El reciente pronunciamiento de China reafirmando su apoyo al reclamo argentino por la soberanía de las Islas Malvinas vuelve a colocar la disputa en el centro de la agenda diplomática internacional. El gigante asiático, miembro permanente del Consejo de Seguridad de la ONU, reiteró su respaldo a la posición de Buenos Aires frente al Reino Unido, fortaleciendo la estrategia argentina en los foros multilaterales.
Este gesto se suma a los llamados al diálogo impulsados por la ONU, la OEA y diversos bloques regionales, que insisten en la necesidad de una solución pacífica y negociada. Sin embargo, el escenario internacional muestra matices: no todos los países mantienen la misma postura frente a la cuestión Malvinas.
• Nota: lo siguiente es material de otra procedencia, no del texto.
//! Custom Axum extractors
//!
//! Every rejection is an `ApiError`, so malformed input gets the same
//! `{error, message}` JSON body as any other 400.

use axum::extract::rejection::{JsonRejection, QueryRejection};
use axum::extract::{FromRequest, FromRequestParts, Path, Query, Request};
use axum::http::request::Parts;
use axum::Json;
use serde::de::DeserializeOwned;
use uuid::Uuid;

use super::error::ApiError;
use crate::models::ValidationError;

/// Read a single path segment, rejecting with a JSON 400.
async fn path_segment<S>(parts: &mut Parts, state: &S, field: &'static str) -> Result<String, ApiError>
where
    S: Send + Sync,
{
    let Path(raw): Path<String> = Path::from_request_parts(parts, state)
        .await
        .map_err(|e| ApiError::BadRequest {
            message: format!("invalid {} in path: {}", field, e.body_text()),
        })?;
    Ok(raw)
}

/// Extract a numeric member id from path
pub struct MemberId(pub i64);

impl<S> FromRequestParts<S> for MemberId
where
    S: Send + Sync,
{
    type Rejection = ApiError;

    async fn from_request_parts(parts: &mut Parts, state: &S) -> Result<Self, Self::Rejection> {
        let id = path_segment(parts, state, "member id").await?;

        let id = id.parse::<i64>().map_err(|_| {
            ApiError::Validation(ValidationError::InvalidVariant {
                field: "member id",
                value: id.clone(),
            })
        })?;

        Ok(Self(id))
    }
}

/// Extract and validate a UUID from path
pub struct ValidUuid(pub Uuid);

impl<S> FromRequestParts<S> for ValidUuid
where
    S: Send + Sync,
{
    type Rejection = ApiError;

    async fn from_request_parts(parts: &mut Parts, state: &S) -> Result<Self, Self::Rejection> {
        let id = path_segment(parts, state, "session id").await?;

        let uuid = Uuid::parse_str(&id).map_err(|_| {
            ApiError::Validation(ValidationError::InvalidVariant {
                field: "session id",
                value: id.clone(),
            })
        })?;

        Ok(Self(uuid))
    }
}

/// `Json<T>` whose rejections (bad syntax, wrong shape, missing
/// content-type) become a JSON 400
pub struct ValidJson<T>(pub T);

impl<S, T> FromRequest<S> for ValidJson<T>
where
    T: DeserializeOwned,
    S: Send + Sync,
{
    type Rejection = ApiError;

    async fn from_request(req: Request, state: &S) -> Result<Self, Self::Rejection> {
        let Json(value) = Json::<T>::from_request(req, state)
            .await
            .map_err(|e: JsonRejection| ApiError::BadRequest {
                message: e.body_text(),
            })?;
        Ok(Self(value))
    }
}

/// `Query<T>` whose rejections become a JSON 400
pub struct ValidQuery<T>(pub T);

impl<S, T> FromRequestParts<S> for ValidQuery<T>
where
    T: DeserializeOwned,
    S: Send + Sync,
{
    type Rejection = ApiError;

    async fn from_request_parts(parts: &mut Parts, state: &S) -> Result<Self, Self::Rejection> {
        let Query(value) = Query::<T>::from_request_parts(parts, state)
            .await
            .map_err(|e: QueryRejection| ApiError::BadRequest {
                message: e.body_text(),
            })?;
        Ok(Self(value))
    }
}
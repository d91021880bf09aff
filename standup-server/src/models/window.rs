//! Statistics time window

use chrono::{DateTime, Duration, Utc};

use super::ValidationError;

const MIN_DAYS: i64 = 1;
const MAX_DAYS: i64 = 365;
const DEFAULT_DAYS: i64 = 30;

/// Number of days of history included in statistics (1..=365).
#[derive(Debug, Clone, Copy, PartialEq, Eq)]
pub struct DaysWindow(i64);

impl DaysWindow {
    pub fn new(days: i64) -> Result<Self, ValidationError> {
        if !(MIN_DAYS..=MAX_DAYS).contains(&days) {
            return Err(ValidationError::OutOfRange {
                field: "days",
                min: MIN_DAYS,
                max: MAX_DAYS,
            });
        }
        Ok(Self(days))
    }

    pub fn days(&self) -> i64 {
        self.0
    }

    /// Oldest timestamp included when the window ends at `now`.
    pub fn cutoff(&self, now: DateTime<Utc>) -> DateTime<Utc> {
        now - Duration::days(self.0)
    }
}

impl Default for DaysWindow {
    fn default() -> Self {
        Self(DEFAULT_DAYS)
    }
}

#[cfg(test)]
mod tests {
    use super::*;

    #[test]
    fn bounds() {
        assert!(DaysWindow::new(0).is_err());
        assert!(DaysWindow::new(366).is_err());
        assert_eq!(DaysWindow::new(7).unwrap().days(), 7);
        assert_eq!(DaysWindow::default().days(), 30);
    }

    #[test]
    fn cutoff_subtracts_days() {
        let now = Utc::now();
        let window = DaysWindow::new(2).unwrap();
        assert_eq!(now - window.cutoff(now), Duration::days(2));
    }
}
Países y bloques que acompañan
- Grupo de los 77 y China (G77+China): más de 130 países en desarrollo han respaldado de manera consistente el reclamo argentino.
- Latinoamérica: Chile, Bolivia, Cuba, Nicaragua y Venezuela han acompañado resoluciones en favor de Argentina, denunciando la persistencia de una situación colonial.
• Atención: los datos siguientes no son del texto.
//! Validation error types

use std::fmt;

/// Validation error for request input
#[derive(Debug, Clone, PartialEq, Eq)]
pub enum ValidationError {
    /// Field is empty when it shouldn't be
    Empty { field: &'static str },

    /// Field exceeds maximum length
    TooLong { field: &'static str, max: usize },

    /// Number outside the accepted range
    OutOfRange { field: &'static str, min: i64, max: i64 },

    /// Invalid enum variant
    InvalidVariant { field: &'static str, value: String },
}

impl fmt::Display for ValidationError {
    fn fmt(&self, f: &mut fmt::Formatter<'_>) -> fmt::Result {
        match self {
            Self::Empty { field } => write!(f, "{} cannot be empty", field),
            Self::TooLong { field, max } => {
                write!(f, "{} exceeds maximum length of {} characters", field, max)
            }
            Self::OutOfRange { field, min, max } => {
                write!(f, "{} must be between {} and {}", field, min, max)
            }
            Self::InvalidVariant { field, value } => {
                write!(f, "invalid {} value: '{}'", field, value)
            }
        }
    }
}

impl std::error::Error for ValidationError {}
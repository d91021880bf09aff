//! Route handlers organized by resource

pub mod health;
pub mod index;
pub mod members;
pub mod spin;
pub mod stats;
pub mod twists;

#[cfg(test)]
pub(crate) mod test_support {
    //! Router and request helpers shared by route tests

    use std::sync::Arc;

    use axum::body::{to_bytes, Body};
    use axum::http::{Request, StatusCode};
    use axum::Router;
    use serde_json::Value;
    use tower::ServiceExt;

    use crate::db::MemoryStore;
    use crate::http::{build_router, AppState, ServerConfig};

    pub fn app() -> Router {
        build_router(
            AppState::new(Arc::new(MemoryStore::new())),
            &ServerConfig::default(),
        )
    }

    pub async fn send(app: &Router, method: &str, uri: &str, body: Option<Value>) -> (StatusCode, Value) {
        match body {
            Some(json) => send_raw(app, method, uri, Some("application/json"), &json.to_string()).await,
            None => send_raw(app, method, uri, None, "").await,
        }
    }

    /// Send an arbitrary body, optionally without a content-type
    pub async fn send_raw(
        app: &Router,
        method: &str,
        uri: &str,
        content_type: Option<&str>,
        body: &str,
    ) -> (StatusCode, Value) {
        let mut builder = Request::builder().method(method).uri(uri);
        if let Some(content_type) = content_type {
            builder = builder.header("content-type", content_type);
        }
        let request = builder.body(Body::from(body.to_owned())).unwrap();

        let response = app.clone().oneshot(request).await.unwrap();
        let status = response.status();
        let bytes = to_bytes(response.into_body(), usize::MAX).await.unwrap();
        let json = serde_json::from_slice(&bytes).unwrap_or(Value::Null);
        (status, json)
    }
}
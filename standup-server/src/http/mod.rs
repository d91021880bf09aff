//! HTTP server layer
//!
//! Axum server with:
//! - CORS (localhost frontends only by default)
//! - Request tracing and timeout
//! - Graceful shutdown
//! - JSON error responses

pub mod error;
pub mod extractors;
pub mod routes;
pub mod server;

pub use error::ApiError;
pub use server::{build_router, run_server, AppState, ServerConfig, ServerError};
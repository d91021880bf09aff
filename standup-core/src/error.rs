/// Structured error types for standup-core.
///
/// Library consumers get `thiserror` enums; the binary wraps them in `anyhow`.
use thiserror::Error;

#[derive(Error, Debug, Clone, PartialEq, Eq)]
pub enum CoreError {
    /// Twist id not one of the known transformations
    #[error("unknown twist type '{0}'")]
    UnknownTwist(String),
}
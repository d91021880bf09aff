//! Storage layer - connection pool, schema bootstrap and stores
//!
//! Handlers talk to a `Store`. `PgStore` is the production backend over
//! sqlx; `MemoryStore` backs tests and `--in-memory` runs.
//!
//! - Single-statement upserts (ON CONFLICT), no check-then-insert
//! - List operations JOIN member names in one query, no N+1
//! - A spin's rows are written in one transaction

pub mod error;
pub mod memory;
pub mod migrations;
pub mod pool;
pub mod repos;
pub mod store;

pub use error::DbError;
pub use memory::MemoryStore;
pub use pool::{create_pool, create_pool_with_options};
pub use repos::{MemberRepo, PgStore, SpinRepo, TeamMember};
pub use store::{MemberUpdate, Store};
- Organismos internacionales: la ONU y la OEA han instado reiteradamente al Reino Unido a retomar negociaciones, subrayando que la disputa debe resolverse conforme al derecho internacional.
Posturas diferentes
- Reino Unido: mantiene firme su posición de soberanía sobre el archipiélago y rechaza cualquier instancia de negociación.
- Estados Unidos y aliados europeos: reconocen la existencia de la disputa, pero evitan pronunciarse en favor de Argentina, limitándose a pedir diálogo sin cuestionar la ocupación británica.
- Otros países occidentales: suelen alinearse con Londres, sosteniendo que la población isleña debe decidir su futuro bajo el principio de autodeterminación, postura rechazada por Argentina.
Claves diplomáticas
El apoyo de China no es solo simbólico: refuerza la legitimidad del reclamo argentino en un contexto donde la disputa por recursos estratégicos y la militarización británica en el Atlántico Sur siguen generando tensiones. Al mismo tiempo, expone la fragmentación internacional respecto de la cuestión Malvinas: mientras gran parte del mundo en desarrollo respalda a Argentina, las potencias occidentales se mantienen del lado británico.
En definitiva, el pronunciamiento chino consolida un frente de apoyo que fortalece la posición argentina, pero también evidencia que la disputa por las Malvinas continúa siendo un tablero geopolítico complejo, donde los intereses estratégicos pesan tanto como los principios de soberanía y descolonización.